(Collected data)
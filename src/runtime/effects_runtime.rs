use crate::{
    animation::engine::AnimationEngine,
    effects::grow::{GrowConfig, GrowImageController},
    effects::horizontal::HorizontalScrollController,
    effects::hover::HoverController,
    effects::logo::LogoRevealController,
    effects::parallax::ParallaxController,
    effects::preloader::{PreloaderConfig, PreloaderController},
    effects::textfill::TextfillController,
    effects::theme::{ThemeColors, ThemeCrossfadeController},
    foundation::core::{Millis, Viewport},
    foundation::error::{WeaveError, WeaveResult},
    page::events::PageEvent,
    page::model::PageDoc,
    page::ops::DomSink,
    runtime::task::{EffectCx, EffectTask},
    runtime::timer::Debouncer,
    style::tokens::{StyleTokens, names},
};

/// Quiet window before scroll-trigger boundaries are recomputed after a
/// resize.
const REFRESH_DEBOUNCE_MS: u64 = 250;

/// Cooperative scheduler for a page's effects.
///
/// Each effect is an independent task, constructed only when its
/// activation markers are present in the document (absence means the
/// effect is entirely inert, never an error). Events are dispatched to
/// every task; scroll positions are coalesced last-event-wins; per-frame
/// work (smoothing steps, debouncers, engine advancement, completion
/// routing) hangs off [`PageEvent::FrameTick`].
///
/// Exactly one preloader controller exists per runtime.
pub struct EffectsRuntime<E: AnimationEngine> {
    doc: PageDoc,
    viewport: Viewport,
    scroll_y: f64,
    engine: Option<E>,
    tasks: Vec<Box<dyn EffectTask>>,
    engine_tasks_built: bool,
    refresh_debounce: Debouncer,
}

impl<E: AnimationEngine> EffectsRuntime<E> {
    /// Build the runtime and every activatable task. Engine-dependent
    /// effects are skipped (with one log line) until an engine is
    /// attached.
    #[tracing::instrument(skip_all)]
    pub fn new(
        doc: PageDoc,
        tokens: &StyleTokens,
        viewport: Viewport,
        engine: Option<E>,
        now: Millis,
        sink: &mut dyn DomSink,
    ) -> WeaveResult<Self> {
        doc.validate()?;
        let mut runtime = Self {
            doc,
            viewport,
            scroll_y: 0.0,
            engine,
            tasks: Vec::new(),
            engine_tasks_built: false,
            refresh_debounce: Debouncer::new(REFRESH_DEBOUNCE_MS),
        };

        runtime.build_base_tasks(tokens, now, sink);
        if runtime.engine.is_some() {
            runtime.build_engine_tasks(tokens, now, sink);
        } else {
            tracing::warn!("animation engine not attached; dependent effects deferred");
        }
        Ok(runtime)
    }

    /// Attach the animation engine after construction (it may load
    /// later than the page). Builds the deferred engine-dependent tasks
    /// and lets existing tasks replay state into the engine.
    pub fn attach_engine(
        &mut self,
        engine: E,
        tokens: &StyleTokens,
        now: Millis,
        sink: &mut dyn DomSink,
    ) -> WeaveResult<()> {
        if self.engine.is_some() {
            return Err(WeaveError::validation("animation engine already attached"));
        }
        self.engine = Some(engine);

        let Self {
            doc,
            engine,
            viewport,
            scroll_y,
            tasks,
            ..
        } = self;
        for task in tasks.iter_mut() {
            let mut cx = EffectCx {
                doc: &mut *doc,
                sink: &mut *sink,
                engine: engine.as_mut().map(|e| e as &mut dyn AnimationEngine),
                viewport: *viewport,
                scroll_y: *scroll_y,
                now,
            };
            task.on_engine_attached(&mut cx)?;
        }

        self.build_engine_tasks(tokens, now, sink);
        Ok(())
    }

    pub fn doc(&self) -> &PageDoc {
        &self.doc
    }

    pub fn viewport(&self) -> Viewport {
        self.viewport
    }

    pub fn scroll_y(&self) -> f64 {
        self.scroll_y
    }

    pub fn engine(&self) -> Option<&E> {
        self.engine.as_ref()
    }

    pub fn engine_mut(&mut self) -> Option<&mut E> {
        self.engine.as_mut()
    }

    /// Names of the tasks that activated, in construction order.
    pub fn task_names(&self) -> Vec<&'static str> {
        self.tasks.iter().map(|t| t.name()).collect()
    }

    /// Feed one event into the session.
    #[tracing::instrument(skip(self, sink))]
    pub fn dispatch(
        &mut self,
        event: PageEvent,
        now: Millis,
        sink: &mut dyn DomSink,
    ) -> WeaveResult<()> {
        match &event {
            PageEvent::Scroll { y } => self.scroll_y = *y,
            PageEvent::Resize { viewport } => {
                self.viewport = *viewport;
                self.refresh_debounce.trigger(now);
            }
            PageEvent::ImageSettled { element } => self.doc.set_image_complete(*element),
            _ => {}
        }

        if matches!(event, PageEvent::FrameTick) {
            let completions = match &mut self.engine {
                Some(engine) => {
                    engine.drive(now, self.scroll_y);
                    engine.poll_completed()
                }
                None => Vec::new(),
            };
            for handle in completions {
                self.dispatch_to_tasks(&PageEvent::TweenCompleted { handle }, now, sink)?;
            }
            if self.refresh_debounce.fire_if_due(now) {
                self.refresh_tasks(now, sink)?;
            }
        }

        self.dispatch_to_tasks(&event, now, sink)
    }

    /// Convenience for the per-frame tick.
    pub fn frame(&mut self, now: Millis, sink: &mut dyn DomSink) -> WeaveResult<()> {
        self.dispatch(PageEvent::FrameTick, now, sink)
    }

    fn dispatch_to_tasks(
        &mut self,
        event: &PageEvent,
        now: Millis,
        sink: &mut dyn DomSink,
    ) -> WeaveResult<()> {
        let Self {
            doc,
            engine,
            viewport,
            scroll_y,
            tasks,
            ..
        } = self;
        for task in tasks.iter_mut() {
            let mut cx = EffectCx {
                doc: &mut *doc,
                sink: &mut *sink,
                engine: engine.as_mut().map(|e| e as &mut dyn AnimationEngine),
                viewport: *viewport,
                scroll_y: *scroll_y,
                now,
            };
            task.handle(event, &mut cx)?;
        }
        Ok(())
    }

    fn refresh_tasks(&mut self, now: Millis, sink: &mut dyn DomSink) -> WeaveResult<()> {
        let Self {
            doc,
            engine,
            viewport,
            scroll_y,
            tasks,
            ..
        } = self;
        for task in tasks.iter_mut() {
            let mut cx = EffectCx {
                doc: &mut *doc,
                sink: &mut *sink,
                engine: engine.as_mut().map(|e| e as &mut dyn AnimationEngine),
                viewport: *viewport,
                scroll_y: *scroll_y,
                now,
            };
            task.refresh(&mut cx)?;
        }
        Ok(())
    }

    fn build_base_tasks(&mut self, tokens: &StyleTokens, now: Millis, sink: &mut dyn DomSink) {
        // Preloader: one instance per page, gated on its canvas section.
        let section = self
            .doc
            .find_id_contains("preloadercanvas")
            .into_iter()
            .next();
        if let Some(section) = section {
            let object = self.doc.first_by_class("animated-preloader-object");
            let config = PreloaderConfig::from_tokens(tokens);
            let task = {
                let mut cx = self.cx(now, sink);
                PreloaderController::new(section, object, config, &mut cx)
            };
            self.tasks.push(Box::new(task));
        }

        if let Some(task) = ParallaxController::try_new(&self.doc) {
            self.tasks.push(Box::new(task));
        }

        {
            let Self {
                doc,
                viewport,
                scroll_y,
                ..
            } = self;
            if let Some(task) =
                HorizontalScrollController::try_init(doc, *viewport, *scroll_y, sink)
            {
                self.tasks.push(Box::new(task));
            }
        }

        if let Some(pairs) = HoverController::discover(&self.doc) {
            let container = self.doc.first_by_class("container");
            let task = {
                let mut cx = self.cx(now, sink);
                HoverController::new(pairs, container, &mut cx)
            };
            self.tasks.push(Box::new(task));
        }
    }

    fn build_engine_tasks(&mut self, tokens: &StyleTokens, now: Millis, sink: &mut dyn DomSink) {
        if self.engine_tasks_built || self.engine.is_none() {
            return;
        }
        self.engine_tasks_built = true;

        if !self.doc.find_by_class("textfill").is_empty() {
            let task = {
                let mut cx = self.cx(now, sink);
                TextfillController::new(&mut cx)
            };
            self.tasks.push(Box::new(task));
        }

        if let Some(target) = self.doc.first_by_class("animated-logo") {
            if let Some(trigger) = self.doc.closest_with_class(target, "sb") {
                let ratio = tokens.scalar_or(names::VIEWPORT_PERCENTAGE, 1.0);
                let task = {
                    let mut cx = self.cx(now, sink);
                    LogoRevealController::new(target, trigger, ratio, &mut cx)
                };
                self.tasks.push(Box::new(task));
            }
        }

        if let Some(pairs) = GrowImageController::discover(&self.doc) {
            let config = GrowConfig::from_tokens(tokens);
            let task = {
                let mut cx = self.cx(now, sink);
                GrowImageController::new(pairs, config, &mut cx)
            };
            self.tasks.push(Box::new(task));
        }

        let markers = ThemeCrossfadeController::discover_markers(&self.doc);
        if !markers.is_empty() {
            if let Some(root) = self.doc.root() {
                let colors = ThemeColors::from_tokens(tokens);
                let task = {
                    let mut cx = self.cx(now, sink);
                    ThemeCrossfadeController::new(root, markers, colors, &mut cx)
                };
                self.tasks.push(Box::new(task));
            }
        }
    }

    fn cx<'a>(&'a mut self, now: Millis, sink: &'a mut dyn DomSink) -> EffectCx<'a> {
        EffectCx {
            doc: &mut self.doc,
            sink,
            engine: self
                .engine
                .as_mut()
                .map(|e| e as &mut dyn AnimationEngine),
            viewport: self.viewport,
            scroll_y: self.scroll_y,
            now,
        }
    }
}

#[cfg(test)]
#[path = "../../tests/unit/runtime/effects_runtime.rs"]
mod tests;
==
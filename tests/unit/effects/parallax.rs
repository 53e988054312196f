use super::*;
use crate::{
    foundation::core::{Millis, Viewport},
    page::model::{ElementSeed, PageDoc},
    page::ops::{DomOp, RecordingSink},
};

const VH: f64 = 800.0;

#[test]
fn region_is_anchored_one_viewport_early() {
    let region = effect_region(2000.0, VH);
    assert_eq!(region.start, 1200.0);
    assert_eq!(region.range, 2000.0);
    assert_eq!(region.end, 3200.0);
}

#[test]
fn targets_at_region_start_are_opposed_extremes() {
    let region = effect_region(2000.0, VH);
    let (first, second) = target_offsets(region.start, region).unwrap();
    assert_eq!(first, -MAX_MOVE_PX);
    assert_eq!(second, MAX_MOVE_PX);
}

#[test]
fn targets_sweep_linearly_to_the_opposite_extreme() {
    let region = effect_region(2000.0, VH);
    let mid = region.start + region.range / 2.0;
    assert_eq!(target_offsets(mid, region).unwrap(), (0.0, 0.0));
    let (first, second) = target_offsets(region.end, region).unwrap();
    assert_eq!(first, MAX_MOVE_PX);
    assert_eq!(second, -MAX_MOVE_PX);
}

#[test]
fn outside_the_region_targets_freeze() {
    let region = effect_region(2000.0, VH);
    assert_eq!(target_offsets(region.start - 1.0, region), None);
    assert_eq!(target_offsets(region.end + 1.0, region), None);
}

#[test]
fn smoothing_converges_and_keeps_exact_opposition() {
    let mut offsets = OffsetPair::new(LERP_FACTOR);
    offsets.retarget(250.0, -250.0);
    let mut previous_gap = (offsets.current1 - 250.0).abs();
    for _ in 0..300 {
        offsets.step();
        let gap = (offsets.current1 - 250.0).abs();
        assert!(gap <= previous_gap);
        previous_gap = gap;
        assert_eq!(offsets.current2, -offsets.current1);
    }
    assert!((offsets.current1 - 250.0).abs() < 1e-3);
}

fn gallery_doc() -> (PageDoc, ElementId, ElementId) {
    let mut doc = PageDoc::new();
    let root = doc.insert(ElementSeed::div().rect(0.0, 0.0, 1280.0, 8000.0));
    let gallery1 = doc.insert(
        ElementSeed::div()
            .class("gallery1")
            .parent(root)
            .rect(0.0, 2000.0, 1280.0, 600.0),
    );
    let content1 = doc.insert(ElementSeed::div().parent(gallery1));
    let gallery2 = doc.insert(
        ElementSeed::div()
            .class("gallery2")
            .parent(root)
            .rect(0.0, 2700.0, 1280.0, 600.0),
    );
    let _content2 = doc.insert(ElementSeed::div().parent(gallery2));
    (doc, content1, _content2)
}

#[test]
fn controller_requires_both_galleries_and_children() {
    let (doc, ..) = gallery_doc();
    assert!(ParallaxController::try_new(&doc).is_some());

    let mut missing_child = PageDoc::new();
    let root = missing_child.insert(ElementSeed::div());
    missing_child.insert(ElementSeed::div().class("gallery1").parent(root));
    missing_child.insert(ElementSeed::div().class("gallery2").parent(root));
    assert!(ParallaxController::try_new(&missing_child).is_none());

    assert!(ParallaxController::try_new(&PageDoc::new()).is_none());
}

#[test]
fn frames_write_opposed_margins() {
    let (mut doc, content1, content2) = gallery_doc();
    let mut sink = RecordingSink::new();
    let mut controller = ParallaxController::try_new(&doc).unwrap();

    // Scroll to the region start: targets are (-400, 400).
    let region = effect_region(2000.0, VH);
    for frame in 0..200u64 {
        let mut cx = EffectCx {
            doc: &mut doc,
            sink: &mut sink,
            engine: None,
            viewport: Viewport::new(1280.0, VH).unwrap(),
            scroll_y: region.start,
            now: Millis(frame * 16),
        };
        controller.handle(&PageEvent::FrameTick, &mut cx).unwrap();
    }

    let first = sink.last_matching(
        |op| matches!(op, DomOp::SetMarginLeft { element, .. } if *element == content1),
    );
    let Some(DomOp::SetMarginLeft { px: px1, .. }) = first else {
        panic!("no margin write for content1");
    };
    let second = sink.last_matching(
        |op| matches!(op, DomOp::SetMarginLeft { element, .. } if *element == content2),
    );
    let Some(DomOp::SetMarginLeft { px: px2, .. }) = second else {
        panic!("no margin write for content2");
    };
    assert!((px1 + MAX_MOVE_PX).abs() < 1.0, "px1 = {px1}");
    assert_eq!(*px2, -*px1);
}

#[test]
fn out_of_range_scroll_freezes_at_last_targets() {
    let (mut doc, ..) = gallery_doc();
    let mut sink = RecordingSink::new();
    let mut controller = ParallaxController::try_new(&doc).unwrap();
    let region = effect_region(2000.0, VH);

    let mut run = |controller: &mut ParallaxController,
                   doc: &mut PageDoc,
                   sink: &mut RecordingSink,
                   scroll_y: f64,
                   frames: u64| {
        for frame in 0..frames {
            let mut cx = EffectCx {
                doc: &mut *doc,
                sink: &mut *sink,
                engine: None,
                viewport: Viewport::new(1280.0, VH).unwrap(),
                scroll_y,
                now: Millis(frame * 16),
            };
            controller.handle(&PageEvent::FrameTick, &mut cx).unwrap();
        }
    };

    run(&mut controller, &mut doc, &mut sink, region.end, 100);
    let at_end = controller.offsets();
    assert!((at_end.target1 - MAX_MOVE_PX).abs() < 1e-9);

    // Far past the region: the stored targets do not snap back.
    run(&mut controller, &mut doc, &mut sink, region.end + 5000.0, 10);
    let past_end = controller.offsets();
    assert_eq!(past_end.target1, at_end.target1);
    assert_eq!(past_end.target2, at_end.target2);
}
* * *
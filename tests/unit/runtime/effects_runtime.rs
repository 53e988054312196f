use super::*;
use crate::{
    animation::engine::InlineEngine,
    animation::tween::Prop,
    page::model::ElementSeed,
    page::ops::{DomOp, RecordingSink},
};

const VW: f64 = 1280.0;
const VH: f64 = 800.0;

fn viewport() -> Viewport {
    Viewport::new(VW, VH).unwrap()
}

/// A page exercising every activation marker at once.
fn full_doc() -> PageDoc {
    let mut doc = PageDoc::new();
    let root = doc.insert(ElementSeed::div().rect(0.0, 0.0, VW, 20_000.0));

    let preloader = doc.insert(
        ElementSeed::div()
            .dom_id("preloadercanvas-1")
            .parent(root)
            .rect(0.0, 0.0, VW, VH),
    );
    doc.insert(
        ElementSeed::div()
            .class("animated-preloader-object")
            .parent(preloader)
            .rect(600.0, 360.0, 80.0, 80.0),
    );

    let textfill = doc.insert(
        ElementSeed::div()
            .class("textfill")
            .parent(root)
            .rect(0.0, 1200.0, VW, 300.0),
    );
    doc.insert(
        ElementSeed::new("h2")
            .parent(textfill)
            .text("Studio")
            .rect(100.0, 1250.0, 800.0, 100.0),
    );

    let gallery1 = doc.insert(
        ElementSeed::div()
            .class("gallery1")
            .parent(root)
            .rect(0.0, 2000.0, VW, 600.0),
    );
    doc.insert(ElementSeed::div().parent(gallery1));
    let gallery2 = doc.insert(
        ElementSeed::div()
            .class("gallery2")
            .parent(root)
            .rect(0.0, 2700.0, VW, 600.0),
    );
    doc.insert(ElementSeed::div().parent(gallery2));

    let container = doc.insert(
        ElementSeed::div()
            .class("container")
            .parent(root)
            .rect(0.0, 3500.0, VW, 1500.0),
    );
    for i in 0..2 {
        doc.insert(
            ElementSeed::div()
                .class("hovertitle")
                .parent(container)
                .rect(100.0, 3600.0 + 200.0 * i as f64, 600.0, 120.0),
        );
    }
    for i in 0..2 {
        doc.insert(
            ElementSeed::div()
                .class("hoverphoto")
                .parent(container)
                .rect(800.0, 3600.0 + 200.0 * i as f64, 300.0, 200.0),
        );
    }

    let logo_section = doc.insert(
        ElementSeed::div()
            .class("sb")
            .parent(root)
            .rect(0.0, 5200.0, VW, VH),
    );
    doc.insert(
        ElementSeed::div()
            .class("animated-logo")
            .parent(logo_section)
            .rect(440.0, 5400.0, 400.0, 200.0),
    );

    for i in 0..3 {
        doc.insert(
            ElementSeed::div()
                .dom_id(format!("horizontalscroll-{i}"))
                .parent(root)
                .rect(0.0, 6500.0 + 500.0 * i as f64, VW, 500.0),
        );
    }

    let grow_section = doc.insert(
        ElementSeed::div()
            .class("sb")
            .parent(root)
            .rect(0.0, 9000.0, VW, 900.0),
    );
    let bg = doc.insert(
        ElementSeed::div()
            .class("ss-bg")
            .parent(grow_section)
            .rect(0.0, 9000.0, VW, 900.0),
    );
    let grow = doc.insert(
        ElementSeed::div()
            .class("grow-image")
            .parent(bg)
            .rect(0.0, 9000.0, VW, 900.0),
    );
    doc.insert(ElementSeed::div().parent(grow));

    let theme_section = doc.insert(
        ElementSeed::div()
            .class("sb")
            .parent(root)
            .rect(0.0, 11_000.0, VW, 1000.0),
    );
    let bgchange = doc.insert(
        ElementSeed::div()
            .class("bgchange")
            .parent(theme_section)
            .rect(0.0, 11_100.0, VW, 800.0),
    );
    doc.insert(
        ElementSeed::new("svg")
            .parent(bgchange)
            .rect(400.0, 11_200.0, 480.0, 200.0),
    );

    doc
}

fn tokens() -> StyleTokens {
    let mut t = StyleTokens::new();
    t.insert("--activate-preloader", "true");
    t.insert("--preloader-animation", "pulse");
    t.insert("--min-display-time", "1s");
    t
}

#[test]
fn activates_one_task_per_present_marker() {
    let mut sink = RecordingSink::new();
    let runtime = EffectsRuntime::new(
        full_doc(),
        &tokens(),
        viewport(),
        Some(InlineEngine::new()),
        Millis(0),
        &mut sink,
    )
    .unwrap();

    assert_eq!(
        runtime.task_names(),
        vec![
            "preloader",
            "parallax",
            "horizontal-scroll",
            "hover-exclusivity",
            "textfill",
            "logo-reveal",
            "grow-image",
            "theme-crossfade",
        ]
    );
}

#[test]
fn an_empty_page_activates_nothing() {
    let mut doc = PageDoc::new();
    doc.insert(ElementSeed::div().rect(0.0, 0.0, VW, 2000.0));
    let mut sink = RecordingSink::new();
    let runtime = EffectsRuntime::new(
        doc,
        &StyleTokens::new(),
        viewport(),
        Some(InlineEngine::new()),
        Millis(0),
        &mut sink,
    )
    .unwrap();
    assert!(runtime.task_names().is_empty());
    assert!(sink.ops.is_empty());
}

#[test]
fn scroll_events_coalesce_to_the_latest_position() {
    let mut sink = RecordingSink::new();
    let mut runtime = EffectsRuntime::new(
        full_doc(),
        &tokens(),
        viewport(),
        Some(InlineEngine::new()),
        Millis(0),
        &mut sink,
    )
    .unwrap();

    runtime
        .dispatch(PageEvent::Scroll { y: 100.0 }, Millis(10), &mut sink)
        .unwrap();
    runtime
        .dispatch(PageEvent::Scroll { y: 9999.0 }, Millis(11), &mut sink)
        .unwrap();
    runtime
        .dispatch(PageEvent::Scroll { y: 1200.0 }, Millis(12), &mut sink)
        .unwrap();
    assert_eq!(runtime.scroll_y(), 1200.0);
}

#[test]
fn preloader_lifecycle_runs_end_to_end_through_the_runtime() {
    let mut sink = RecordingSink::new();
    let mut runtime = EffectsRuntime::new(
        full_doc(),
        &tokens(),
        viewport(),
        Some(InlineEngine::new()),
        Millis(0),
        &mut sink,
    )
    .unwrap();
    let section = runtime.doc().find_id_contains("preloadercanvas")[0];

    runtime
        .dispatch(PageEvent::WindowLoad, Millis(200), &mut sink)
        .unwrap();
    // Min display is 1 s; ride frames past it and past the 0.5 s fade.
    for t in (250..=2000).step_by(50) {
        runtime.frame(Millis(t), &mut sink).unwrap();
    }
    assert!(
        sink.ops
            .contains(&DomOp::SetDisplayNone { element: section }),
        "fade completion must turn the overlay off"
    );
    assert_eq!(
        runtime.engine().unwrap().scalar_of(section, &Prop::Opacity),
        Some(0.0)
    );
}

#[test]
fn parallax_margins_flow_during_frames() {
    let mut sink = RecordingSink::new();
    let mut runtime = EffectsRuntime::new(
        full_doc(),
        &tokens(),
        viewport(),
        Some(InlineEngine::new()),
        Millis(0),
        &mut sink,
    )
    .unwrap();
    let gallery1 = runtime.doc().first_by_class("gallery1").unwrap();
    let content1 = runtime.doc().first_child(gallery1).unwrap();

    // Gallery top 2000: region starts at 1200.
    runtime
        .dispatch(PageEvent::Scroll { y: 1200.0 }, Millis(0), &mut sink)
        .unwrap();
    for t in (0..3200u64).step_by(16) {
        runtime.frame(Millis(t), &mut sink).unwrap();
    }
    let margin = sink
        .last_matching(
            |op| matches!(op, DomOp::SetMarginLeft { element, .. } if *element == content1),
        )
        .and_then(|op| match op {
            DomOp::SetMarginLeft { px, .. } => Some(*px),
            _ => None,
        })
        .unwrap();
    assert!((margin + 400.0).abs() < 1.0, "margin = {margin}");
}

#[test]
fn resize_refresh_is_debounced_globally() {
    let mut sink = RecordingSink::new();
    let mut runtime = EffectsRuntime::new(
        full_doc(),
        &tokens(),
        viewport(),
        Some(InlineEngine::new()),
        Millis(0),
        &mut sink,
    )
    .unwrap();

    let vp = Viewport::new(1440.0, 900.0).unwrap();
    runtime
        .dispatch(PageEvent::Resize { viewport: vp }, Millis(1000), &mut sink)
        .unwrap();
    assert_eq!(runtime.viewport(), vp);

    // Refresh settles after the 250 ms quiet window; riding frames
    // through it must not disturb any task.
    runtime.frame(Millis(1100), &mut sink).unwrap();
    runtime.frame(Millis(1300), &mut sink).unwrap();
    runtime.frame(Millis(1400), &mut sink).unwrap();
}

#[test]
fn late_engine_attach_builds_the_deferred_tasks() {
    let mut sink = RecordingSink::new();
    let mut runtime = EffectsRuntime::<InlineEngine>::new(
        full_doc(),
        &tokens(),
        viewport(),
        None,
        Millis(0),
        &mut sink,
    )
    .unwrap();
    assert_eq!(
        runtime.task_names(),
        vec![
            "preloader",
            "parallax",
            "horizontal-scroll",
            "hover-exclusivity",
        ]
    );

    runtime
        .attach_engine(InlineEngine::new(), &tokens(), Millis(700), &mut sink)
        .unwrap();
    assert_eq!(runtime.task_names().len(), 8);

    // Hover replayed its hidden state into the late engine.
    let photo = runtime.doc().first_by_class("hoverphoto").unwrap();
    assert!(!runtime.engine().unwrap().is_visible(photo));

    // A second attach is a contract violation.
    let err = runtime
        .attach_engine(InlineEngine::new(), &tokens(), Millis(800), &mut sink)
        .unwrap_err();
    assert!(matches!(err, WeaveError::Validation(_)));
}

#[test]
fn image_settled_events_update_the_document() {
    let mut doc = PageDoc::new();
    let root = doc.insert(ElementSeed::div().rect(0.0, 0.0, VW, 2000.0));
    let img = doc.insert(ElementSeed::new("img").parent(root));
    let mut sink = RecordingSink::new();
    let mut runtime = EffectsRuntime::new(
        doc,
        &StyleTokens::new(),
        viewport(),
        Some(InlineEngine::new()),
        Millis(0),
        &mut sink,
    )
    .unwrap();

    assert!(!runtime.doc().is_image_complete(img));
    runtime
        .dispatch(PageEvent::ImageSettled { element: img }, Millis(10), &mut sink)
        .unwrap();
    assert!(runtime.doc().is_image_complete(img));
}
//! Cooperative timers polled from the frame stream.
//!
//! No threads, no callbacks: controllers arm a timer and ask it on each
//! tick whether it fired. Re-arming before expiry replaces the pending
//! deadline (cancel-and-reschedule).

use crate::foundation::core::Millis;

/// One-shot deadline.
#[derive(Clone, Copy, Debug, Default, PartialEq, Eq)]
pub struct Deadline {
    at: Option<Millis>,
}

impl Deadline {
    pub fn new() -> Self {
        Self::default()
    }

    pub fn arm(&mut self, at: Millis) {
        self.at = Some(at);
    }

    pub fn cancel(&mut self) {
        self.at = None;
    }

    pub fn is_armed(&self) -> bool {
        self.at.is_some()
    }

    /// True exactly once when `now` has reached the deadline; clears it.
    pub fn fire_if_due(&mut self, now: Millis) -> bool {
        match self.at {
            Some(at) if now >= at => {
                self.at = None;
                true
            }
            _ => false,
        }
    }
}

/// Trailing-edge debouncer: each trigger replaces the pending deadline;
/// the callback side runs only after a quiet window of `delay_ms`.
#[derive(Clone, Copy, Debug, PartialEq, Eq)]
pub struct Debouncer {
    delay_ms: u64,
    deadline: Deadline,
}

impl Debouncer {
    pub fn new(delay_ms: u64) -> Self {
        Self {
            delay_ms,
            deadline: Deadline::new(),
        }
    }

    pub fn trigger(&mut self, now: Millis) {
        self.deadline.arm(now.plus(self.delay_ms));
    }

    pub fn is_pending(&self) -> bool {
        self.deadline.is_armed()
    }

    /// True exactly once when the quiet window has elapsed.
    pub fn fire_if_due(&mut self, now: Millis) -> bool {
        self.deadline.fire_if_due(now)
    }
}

» Exercise directions: All lines with the string "AnimationEngine" must be copied from the data.

» Answer to the exercise:
    animation::engine::AnimationEngine,
pub struct EffectsRuntime<E: AnimationEngine> {
impl<E: AnimationEngine> EffectsRuntime<E> {
                engine: engine.as_mut().map(|e| e as &mut dyn AnimationEngine),
                engine: engine.as_mut().map(|e| e as &mut dyn AnimationEngine),
                engine: engine.as_mut().map(|e| e as &mut dyn AnimationEngine),
                .map(|e| e as &mut dyn AnimationEngine),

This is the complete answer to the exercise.